The Assemble architectural collective has completed its first building in the form of the Goldsmiths Centre for Contemporary Art in in Lewisham, southeast London. In the process the former Jacobinic Laurie Grove Baths by Thomas Dinwiddy has been transformed into a hub for contemporary art. The college acquired the bathhouse in 1999, and went on to mainly use it to house studios for the students and rooms for teaching events.

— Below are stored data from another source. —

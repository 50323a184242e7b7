//! # pdf-flatten
//!
//! Flatten a directory of PDF documents into re-rasterized, image-only PDFs.
//!
//! ## Why this crate?
//!
//! Forms portals, archival systems, and print shops routinely choke on PDFs
//! with transparency, embedded fonts, or interactive layers. The reliable
//! fix is brute force: render every page to an image, reassemble the images
//! into a PDF, and recompress the result to a conservative compatibility
//! level. This crate batch-drives ImageMagick and Ghostscript to do exactly
//! that for a whole directory at once, bounding the number of concurrent
//! external processes to the host's parallelism and isolating failures so
//! one broken document never sinks the batch.
//!
//! ## Pipeline Overview
//!
//! ```text
//! ./original/*.pdf
//!  │
//!  ├─ scan      list the input directory, one pipeline per file
//!  ├─ schedule  waves of ≤ P concurrent pipelines (P = host parallelism)
//!  │
//!  │    per file:
//!  │    ├─ 1. Rasterize   convert -density 150 … → ./temp/{stem}-N.jpg
//!  │    ├─ 2. Reassemble  convert pages… → ./temp/{stem}_image.pdf
//!  │    ├─ 3. Optimize    gs -sDEVICE=pdfwrite … → ./output/{stem}_final.pdf
//!  │    └─ 4. Cleanup     delete the file's temp artifacts
//!  │
//!  └─ report    errors.json when any file failed
//! ```
//!
//! ## Quick Start
//!
//! ```rust,no_run
//! use pdf_flatten::{run_batch, BatchConfig};
//!
//! #[tokio::main]
//! async fn main() -> Result<(), Box<dyn std::error::Error>> {
//!     // Defaults: ./original → ./temp → ./output, parallelism = host CPUs
//!     let config = BatchConfig::default();
//!     let output = run_batch(&config).await?;
//!     eprintln!(
//!         "{}/{} files flattened in {} wave(s)",
//!         output.stats.converted_files,
//!         output.stats.total_files,
//!         output.stats.waves,
//!     );
//!     Ok(())
//! }
//! ```
//!
//! ## Feature Flags
//!
//! | Feature | Default | Description |
//! |---------|---------|-------------|
//! | `cli`   | on      | Enables the `pdf-flatten` binary (clap + anyhow + tracing-subscriber) |
//!
//! Disable `cli` when using only the library to avoid pulling in CLI-only deps:
//! ```toml
//! pdf-flatten = { version = "0.3", default-features = false }
//! ```
//!
//! ## External tools
//!
//! The heavy lifting is delegated to tools you almost certainly already
//! have: ImageMagick's `convert` (rasterize + reassemble) and Ghostscript's
//! `gs` (recompress). Both are invoked as plain subprocesses with a
//! configurable deadline; nothing is linked in-process. Binaries and
//! directories are configurable through [`BatchConfig`], mainly so tests
//! and packagers can substitute them.

// ── Modules ──────────────────────────────────────────────────────────────

pub mod batch;
pub mod config;
pub mod error;
pub mod output;
pub mod pipeline;
pub mod progress;
pub mod report;

// ── Re-exports ───────────────────────────────────────────────────────────

pub use batch::{run_batch, scan_input_dir, wave_count, InputFile};
pub use config::{BatchConfig, BatchConfigBuilder, PdfPreset};
pub use error::{FlattenError, Stage, StageError};
pub use output::{BatchOutput, BatchStats, FileResult};
pub use progress::{format_elapsed, render_line, ProgressSnapshot, ProgressTracker};
pub use report::{ErrorRecord, ErrorReport};
//! Stage 1: rasterize a PDF's pages to JPEG images.
//!
//! ImageMagick names its own outputs: a single-page document becomes
//! `{stem}.jpg`, a multi-page one `{stem}-0.jpg`, `{stem}-1.jpg`, …  The
//! stage therefore lists the temp directory once, right after the tool
//! exits, and returns the discovered page set so later stages work from an
//! explicit artifact list instead of re-scanning. The filter anchors on
//! `{stem}.{ext}` / `{stem}-N.{ext}` so a stem like `report` never claims
//! the pages of `report2`.

use crate::batch::InputFile;
use crate::config::BatchConfig;
use crate::error::{Stage, StageError};
use crate::pipeline::exec::run_tool;
use std::ffi::OsStr;
use std::path::PathBuf;
use tracing::debug;

/// File extension of rasterized page images.
pub const PAGE_EXT: &str = "jpg";

/// Rasterize `file` at the configured density, white background, alpha
/// removed. Returns the produced page images in page order.
pub async fn rasterize(
    file: &InputFile,
    config: &BatchConfig,
) -> Result<Vec<PathBuf>, StageError> {
    let input = config.input_dir.join(&file.name);
    let out = config.temp_dir.join(format!("{}.{PAGE_EXT}", file.stem));
    let dpi = config.dpi.to_string();

    let args: [&OsStr; 8] = [
        OsStr::new("-density"),
        OsStr::new(&dpi),
        OsStr::new("-background"),
        OsStr::new("white"),
        OsStr::new("-alpha"),
        OsStr::new("remove"),
        input.as_os_str(),
        out.as_os_str(),
    ];

    run_tool(Stage::Rasterize, &config.magick_bin, args, config.tool_timeout).await?;

    let pages = discover_pages(file, config).await?;
    if pages.is_empty() {
        return Err(StageError::NoPages {
            tool: config.magick_bin.display().to_string(),
            stem: file.stem.clone(),
        });
    }
    debug!(file = %file.name, pages = pages.len(), "rasterized");
    Ok(pages)
}

/// List the temp directory and collect this file's page images, sorted by
/// page number.
async fn discover_pages(
    file: &InputFile,
    config: &BatchConfig,
) -> Result<Vec<PathBuf>, StageError> {
    let fs_err = |e: std::io::Error| StageError::Fs {
        stage: Stage::Rasterize,
        op: "list".into(),
        path: config.temp_dir.display().to_string(),
        detail: e.to_string(),
    };

    let mut entries = tokio::fs::read_dir(&config.temp_dir).await.map_err(fs_err)?;
    let mut names: Vec<String> = Vec::new();
    while let Some(entry) = entries.next_entry().await.map_err(fs_err)? {
        // Page names are generated from a UTF-8 stem; anything else is not ours.
        if let Some(name) = entry.file_name().to_str() {
            if matches_stem(name, &file.stem, PAGE_EXT) {
                names.push(name.to_string());
            }
        }
    }

    names.sort_by_key(|name| page_index(name, &file.stem, PAGE_EXT));
    Ok(names
        .into_iter()
        .map(|name| config.temp_dir.join(name))
        .collect())
}

/// Whether `name` is a page image belonging to `stem`.
///
/// Accepts exactly `{stem}.{ext}` (single page) and `{stem}-N.{ext}` with a
/// numeric N (multi page). The separator check is what keeps `report` from
/// matching `report2-0.jpg`.
pub fn matches_stem(name: &str, stem: &str, ext: &str) -> bool {
    let suffix = match name.strip_prefix(stem) {
        Some(s) => s,
        None => return false,
    };
    if let Some(rest) = suffix.strip_prefix('.') {
        return rest == ext;
    }
    if let Some(rest) = suffix.strip_prefix('-') {
        return rest
            .strip_suffix(&format!(".{ext}"))
            .is_some_and(|n| !n.is_empty() && n.bytes().all(|b| b.is_ascii_digit()));
    }
    false
}

/// Numeric page index embedded in a page image name; 0 for the
/// single-page form. Sorting by this keeps page 10 after page 9.
fn page_index(name: &str, stem: &str, ext: &str) -> usize {
    name.strip_prefix(stem)
        .and_then(|s| s.strip_prefix('-'))
        .and_then(|s| s.strip_suffix(&format!(".{ext}")))
        .and_then(|n| n.parse().ok())
        .unwrap_or(0)
}

#[cfg(test)]
mod tests {
    use super::*;

    #[test]
    fn filter_accepts_own_pages_only() {
        assert!(matches_stem("report.jpg", "report", "jpg"));
        assert!(matches_stem("report-0.jpg", "report", "jpg"));
        assert!(matches_stem("report-12.jpg", "report", "jpg"));

        assert!(!matches_stem("report.pdf", "report", "jpg"));
        assert!(!matches_stem("report_image.pdf", "report", "jpg"));
        assert!(!matches_stem("other-0.jpg", "report", "jpg"));
    }

    #[test]
    fn filter_does_not_over_match_longer_stems() {
        // "report2"'s pages must never be claimed by "report".
        assert!(!matches_stem("report2.jpg", "report", "jpg"));
        assert!(!matches_stem("report2-0.jpg", "report", "jpg"));
        // while "report2" still claims its own
        assert!(matches_stem("report2-0.jpg", "report2", "jpg"));
    }

    #[test]
    fn filter_rejects_non_numeric_suffixes() {
        assert!(!matches_stem("report-final.jpg", "report", "jpg"));
        assert!(!matches_stem("report-.jpg", "report", "jpg"));
    }

    #[test]
    fn pages_sort_numerically_not_lexically() {
        let mut names = vec![
            "doc-10.jpg".to_string(),
            "doc-2.jpg".to_string(),
            "doc-0.jpg".to_string(),
            "doc-1.jpg".to_string(),
        ];
        names.sort_by_key(|n| page_index(n, "doc", "jpg"));
        assert_eq!(names, ["doc-0.jpg", "doc-1.jpg", "doc-2.jpg", "doc-10.jpg"]);
    }

    #[test]
    fn single_page_form_sorts_first() {
        assert_eq!(page_index("doc.jpg", "doc", "jpg"), 0);
        assert_eq!(page_index("doc-3.jpg", "doc", "jpg"), 3);
    }
}
//! Result types returned by a batch run.

use crate::error::StageError;
use serde::{Deserialize, Serialize};
use std::path::PathBuf;

/// Outcome of one file's pipeline.
#[derive(Debug, Clone, Serialize, Deserialize)]
pub struct FileResult {
    /// Source file name (within the input directory).
    pub file: String,
    /// 1-based position of the file in the batch.
    pub ordinal: usize,
    /// Path of the delivered PDF. Present whenever the optimize stage
    /// succeeded, even if a later cleanup failure marked the file as errored.
    pub final_pdf: Option<PathBuf>,
    /// The first stage failure, if any. `None` means a fully clean pipeline.
    pub error: Option<StageError>,
}

impl FileResult {
    /// Whether every stage, cleanup included, succeeded.
    pub fn is_ok(&self) -> bool {
        self.error.is_none()
    }
}

/// Aggregate outcome of a batch run.
#[derive(Debug)]
pub struct BatchOutput {
    /// Per-file outcomes, in batch order.
    pub results: Vec<FileResult>,
    /// Aggregate counters and timings.
    pub stats: BatchStats,
    /// Where the error report was written, when any file failed.
    pub error_report: Option<PathBuf>,
}

impl BatchOutput {
    /// Whether no file recorded an error.
    pub fn is_clean(&self) -> bool {
        self.stats.failed_files == 0
    }
}

/// Counters and timings for a batch run.
#[derive(Debug, Clone, Serialize, Deserialize)]
pub struct BatchStats {
    /// PDF files discovered in the input directory.
    pub total_files: usize,
    /// Files whose pipeline completed all four stages.
    pub converted_files: usize,
    /// Files that recorded a stage error.
    pub failed_files: usize,
    /// Number of waves executed (`ceil(total / parallelism)`).
    pub waves: usize,
    /// Pipelines run concurrently per wave.
    pub parallelism: usize,
    /// Total wall-clock duration of the run in milliseconds.
    pub total_duration_ms: u64,
}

The main goal of the project was to work with the particular features of the existing space. The interplay of modern architectural idiom and historical building fabric are immediately noticeable when looking round the CCA, where the cast iron water tanks have been retained in their original form and now serve as art galleries. Two top-lit White Cube galleries have been added on, with the result that the CCA comprises seven galleries altogether. The building's key feature is a double-height Project Space that is to act as the main hall for capacious installations and performances. The building's turquoise-coloured concrete façade also refers back to the ceramic tiles of the Victorian swimming pool hall.
Assemble, winner of the Turner Prize in 2015, sought to make Goldsmiths CCA a culturally significant resource and active gathering space for students, artists and members of the public interested in art. Supplementing the historical fabric of the building with handcrafted concrete and ceramic elements has made part of south London's urban and social history accessible again.